Physical Development. As we have talked about each of the other areas of Development, we can see that all the areas of development interact. Physical development in young children is basic to all other areas of development. And the most important area of physical development for infants is balance. Without balance skills, the ability to move, run, climb, and jump safely is drastically impaired. Much of the movement behavior of the early years is spent developing balance and coordination. The play environment must be a place where safe physical activity can happen. There must be room to move without hitting hard or sharp edges, and without being hit (locations of pull-toy tracks and swings thus become very important). There must be equipment to suit the size and skills of the walking infant. There must be resilient surfacing around even low climbers since young users have immature balance skills and may lack the arm strength to hold on to climbers.
Environment should be clean, Soft and/or Rounded, safe, have space to move freely, levels to crawl, walk into and around, Suited to the skill range, include individual/private spaces, have various textures – especially softness, should be separate, should have toys/materials displayed on open, low shelving; toys should be large enough not to be swallowed; toys should be cleaned/laundered daily. The environment should have large motor area for throwing, riding, climbing, crawling, running, jumping and also have push/pull toys area. It should include dramatic play area/materials, block play area/materials, small motor area/materials and book area with appropriate books. Parents should provide face-to-face interactions with adults so infants can see, hear and feel others; furnish child-safe toys and materials that encourage physical exploration and movement; allow infants to see, mouth and grab soft objects to experience tactile stimulation; give support to learning large motor skills such as crawling, standing, throwing and walking.

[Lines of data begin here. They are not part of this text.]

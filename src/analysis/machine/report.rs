use super::MachineParameters;
use crate::analysis::{DateRange, DescriptiveStats};
use chrono::{NaiveDate, NaiveDateTime, Timelike};
use serde::Serialize;
use std::collections::BTreeMap;

#[derive(Debug, Clone, PartialEq, Serialize)]
pub struct HourlyPerformance {
    pub date: NaiveDate,
    pub hour: u32,
    pub actual_parts: usize,
    pub target_parts: f64,
    pub difference: f64,
}

#[derive(Debug, Clone, PartialEq, Serialize)]
pub struct DailyThroughput {
    pub date: NaiveDate,
    pub parts: usize,
    pub active_hours: usize,
    pub planned_minutes: u32,
    pub target_parts: f64,
    #[serde(skip_serializing_if = "Option::is_none")]
    pub attainment_pct: Option<f64>,
}

#[derive(Debug, Clone, Serialize)]
pub struct MachineReport {
    pub parameters: MachineParameters,
    pub effective_cycle_time_secs: f64,
    pub target_parts_per_hour: f64,
    #[serde(skip_serializing_if = "Option::is_none")]
    pub range: Option<DateRange>,
    pub total_parts: usize,
    pub unparsed_dates: usize,
    pub hourly: Vec<HourlyPerformance>,
    #[serde(skip_serializing_if = "Option::is_none")]
    pub best_hour: Option<HourlyPerformance>,
    #[serde(skip_serializing_if = "Option::is_none")]
    pub worst_hour: Option<HourlyPerformance>,
    pub daily: Vec<DailyThroughput>,
    /// Seconds between consecutive inspections on the same day.
    #[serde(skip_serializing_if = "Option::is_none")]
    pub cycle_times: Option<DescriptiveStats>,
    #[serde(skip_serializing_if = "Vec::is_empty")]
    pub warnings: Vec<String>,
}

impl MachineReport {
    pub fn is_empty(&self) -> bool {
        self.total_parts == 0
    }
}

/// `inspections` must already be filtered and sorted ascending.
pub(super) fn build(
    params: &MachineParameters,
    range: Option<DateRange>,
    inspections: &[NaiveDateTime],
    unparsed_dates: usize,
) -> MachineReport {
    let target_per_hour = params.target_parts_per_hour();
    let effective_cycle = params.effective_cycle_time_secs();

    let mut per_hour: BTreeMap<(NaiveDate, u32), usize> = BTreeMap::new();
    for timestamp in inspections {
        *per_hour
            .entry((timestamp.date(), timestamp.hour()))
            .or_default() += 1;
    }

    let hourly: Vec<HourlyPerformance> = per_hour
        .iter()
        .map(|(&(date, hour), &actual_parts)| HourlyPerformance {
            date,
            hour,
            actual_parts,
            target_parts: target_per_hour,
            difference: actual_parts as f64 - target_per_hour,
        })
        .collect();

    // Iteration is chronological, so strict comparisons keep the earliest hour on ties.
    let best_hour = hourly
        .iter()
        .fold(None::<&HourlyPerformance>, |best, entry| match best {
            Some(current) if current.actual_parts >= entry.actual_parts => Some(current),
            _ => Some(entry),
        })
        .cloned();
    let worst_hour = hourly
        .iter()
        .fold(None::<&HourlyPerformance>, |worst, entry| match worst {
            Some(current) if current.actual_parts <= entry.actual_parts => Some(current),
            _ => Some(entry),
        })
        .cloned();

    let daily = daily_throughput(&hourly, params, effective_cycle);
    let cycle_times = DescriptiveStats::from_values(&same_day_gaps(inspections));

    let mut warnings = Vec::new();
    if inspections.is_empty() {
        warnings.push("no inspections in the selected date range".to_string());
    }
    if unparsed_dates > 0 {
        warnings.push(format!(
            "{unparsed_dates} rows had an unparseable inspection date and were skipped"
        ));
    }

    MachineReport {
        parameters: *params,
        effective_cycle_time_secs: effective_cycle,
        target_parts_per_hour: target_per_hour,
        range,
        total_parts: inspections.len(),
        unparsed_dates,
        hourly,
        best_hour,
        worst_hour,
        daily,
        cycle_times,
        warnings,
    }
}

fn daily_throughput(
    hourly: &[HourlyPerformance],
    params: &MachineParameters,
    effective_cycle: f64,
) -> Vec<DailyThroughput> {
    let mut per_day: BTreeMap<NaiveDate, (usize, usize)> = BTreeMap::new();
    for entry in hourly {
        let (parts, hours) = per_day.entry(entry.date).or_default();
        *parts += entry.actual_parts;
        *hours += 1;
    }

    per_day
        .into_iter()
        .map(|(date, (parts, active_hours))| {
            let scheduled = u32::try_from(active_hours * 60).unwrap_or(u32::MAX);
            let planned_minutes = scheduled.saturating_sub(params.unplanned_minutes());
            let target_parts = f64::from(planned_minutes) * 60.0 / effective_cycle;
            let attainment_pct =
                (target_parts > 0.0).then(|| parts as f64 / target_parts * 100.0);

            DailyThroughput {
                date,
                parts,
                active_hours,
                planned_minutes,
                target_parts,
                attainment_pct,
            }
        })
        .collect()
}

fn same_day_gaps(inspections: &[NaiveDateTime]) -> Vec<f64> {
    inspections
        .windows(2)
        .filter(|pair| pair[0].date() == pair[1].date())
        .map(|pair| (pair[1] - pair[0]).num_milliseconds() as f64 / 1000.0)
        .collect()
}
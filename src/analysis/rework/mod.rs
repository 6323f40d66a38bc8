mod report;

pub use report::{DailyDefectCount, ParetoEntry, ReworkReport, ReworkSubset};

use super::parser::{csv_reader, locate_column, parse_datetime, require_column};
use super::{AnalysisError, DateRange};
use crate::labels::{
    normalize_label, CanonicalMapping, LabelCanonicalizer, SimilarityMetric, SimilarityThreshold,
};
use chrono::NaiveDate;
use csv::StringRecord;
use std::collections::HashSet;
use std::io::Read;
use std::path::Path;
use tracing::{info, warn};

pub const DEFAULT_DEFECT_COLUMN: &str = "Defect";
pub const DEFAULT_DATE_COLUMN: &str = "Date";

/// Column names expected in a rework export.
#[derive(Debug, Clone, PartialEq, Eq)]
pub struct ReworkSchema {
    pub defect_column: String,
    /// Optional unless the caller asks for a date range.
    pub date_column: Option<String>,
}

impl Default for ReworkSchema {
    fn default() -> Self {
        Self {
            defect_column: DEFAULT_DEFECT_COLUMN.to_string(),
            date_column: Some(DEFAULT_DATE_COLUMN.to_string()),
        }
    }
}

#[derive(Debug, Clone, Copy, PartialEq)]
pub struct ReworkOptions {
    pub threshold: SimilarityThreshold,
    pub metric: SimilarityMetric,
    pub range: Option<DateRange>,
    /// Trim and collapse whitespace in defect names before matching.
    pub normalize_labels: bool,
}

impl Default for ReworkOptions {
    fn default() -> Self {
        Self {
            threshold: SimilarityThreshold::default(),
            metric: SimilarityMetric::default(),
            range: None,
            normalize_labels: true,
        }
    }
}

#[derive(Debug, Clone)]
struct ReworkRecord {
    date: Option<NaiveDate>,
    defect: String,
    fields: StringRecord,
}

/// Rows of a rework log with a non-blank defect description.
#[derive(Debug, Clone)]
pub struct ReworkDataset {
    headers: StringRecord,
    defect_index: usize,
    date_column: Option<String>,
    date_index: Option<usize>,
    records: Vec<ReworkRecord>,
    blank_defects: usize,
    unparsed_dates: usize,
}

/// Filtered rows paired with their defect label, plus the mapping built over them.
struct Selection<'a> {
    rows: Vec<(&'a ReworkRecord, String)>,
    mapping: CanonicalMapping,
}

impl ReworkDataset {
    pub fn from_path<P: AsRef<Path>>(path: P, schema: &ReworkSchema) -> Result<Self, AnalysisError> {
        let file = std::fs::File::open(path)?;
        Self::from_reader(file, schema)
    }

    pub fn from_reader<R: Read>(reader: R, schema: &ReworkSchema) -> Result<Self, AnalysisError> {
        let mut csv_reader = csv_reader(reader);
        let headers = csv_reader.headers()?.clone();
        let defect_index = require_column(&headers, &schema.defect_column)?;
        let date_index = schema
            .date_column
            .as_deref()
            .and_then(|name| locate_column(&headers, name));

        if let (Some(name), None) = (schema.date_column.as_deref(), date_index) {
            warn!(column = name, "rework export has no date column; date filters unavailable");
        }

        let mut records = Vec::new();
        let mut blank_defects = 0;
        let mut unparsed_dates = 0;
        for record in csv_reader.records() {
            let fields = record?;
            let defect = fields.get(defect_index).unwrap_or_default();
            if defect.trim().is_empty() {
                blank_defects += 1;
                continue;
            }

            let date = match date_index {
                Some(index) => {
                    let parsed = fields
                        .get(index)
                        .and_then(parse_datetime)
                        .map(|timestamp| timestamp.date());
                    if parsed.is_none() {
                        unparsed_dates += 1;
                    }
                    parsed
                }
                None => None,
            };

            records.push(ReworkRecord {
                date,
                defect: defect.to_string(),
                fields,
            });
        }

        info!(
            records = records.len(),
            blank_defects, unparsed_dates, "loaded rework data"
        );

        Ok(Self {
            headers,
            defect_index,
            date_column: schema.date_column.clone(),
            date_index,
            records,
            blank_defects,
            unparsed_dates,
        })
    }

    pub fn len(&self) -> usize {
        self.records.len()
    }

    pub fn is_empty(&self) -> bool {
        self.records.is_empty()
    }

    pub fn has_dates(&self) -> bool {
        self.date_index.is_some()
    }

    pub fn blank_defects(&self) -> usize {
        self.blank_defects
    }

    pub fn unparsed_dates(&self) -> usize {
        self.unparsed_dates
    }

    pub fn date_bounds(&self) -> Option<DateRange> {
        DateRange::spanning(self.records.iter().filter_map(|record| record.date))
    }

    pub fn report(&self, options: &ReworkOptions) -> Result<ReworkReport, AnalysisError> {
        let selection = self.select(options)?;
        let rows: Vec<(Option<NaiveDate>, &str)> = selection
            .rows
            .iter()
            .map(|(record, label)| (record.date, selection.mapping.resolve(label)))
            .collect();

        Ok(report::build(
            options,
            &rows,
            &selection.mapping,
            self.blank_defects,
            self.unparsed_dates,
        ))
    }

    /// Selected rows with the defect cell replaced by its canonical label.
    pub fn filtered_rows(&self, options: &ReworkOptions) -> Result<ReworkSubset, AnalysisError> {
        let selection = self.select(options)?;
        let headers = self.headers.iter().map(str::to_string).collect();
        let rows = selection
            .rows
            .iter()
            .map(|(record, label)| {
                let canonical = selection.mapping.resolve(label);
                record
                    .fields
                    .iter()
                    .enumerate()
                    .map(|(index, value)| {
                        if index == self.defect_index {
                            canonical.to_string()
                        } else {
                            value.to_string()
                        }
                    })
                    .collect()
            })
            .collect();

        Ok(ReworkSubset { headers, rows })
    }

    fn select(&self, options: &ReworkOptions) -> Result<Selection<'_>, AnalysisError> {
        if options.range.is_some() && self.date_index.is_none() {
            return Err(AnalysisError::MissingColumn {
                column: self
                    .date_column
                    .clone()
                    .unwrap_or_else(|| DEFAULT_DATE_COLUMN.to_string()),
            });
        }

        let rows: Vec<(&ReworkRecord, String)> = self
            .records
            .iter()
            .filter(|record| match options.range {
                Some(range) => record.date.is_some_and(|date| range.contains(date)),
                None => true,
            })
            .map(|record| {
                let label = if options.normalize_labels {
                    normalize_label(&record.defect)
                } else {
                    record.defect.clone()
                };
                (record, label)
            })
            .collect();

        let mut seen = HashSet::new();
        let unique: Vec<&str> = rows
            .iter()
            .map(|(_, label)| label.as_str())
            .filter(|label| seen.insert(*label))
            .collect();

        let mapping = LabelCanonicalizer::from_threshold(options.threshold)
            .with_metric(options.metric)
            .canonicalize(unique);

        Ok(Selection { rows, mapping })
    }
}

Developmentally appropriate care and education for children is respectful of each child’s unique needs and developing abilities. Care settings are more likely to reflect developmentally appropriate practices when they utilize qualified caregivers or teachers with knowledge, skills and experience in working with young children. Parents should be aware that the learning and development of their children depends on attentiveness to all aspects of a child’s well-being. Physical, social, emotional and cognitive dimensions of child development all should receive attention in a high-quality setting that prioritizes developmentally appropriate care and education.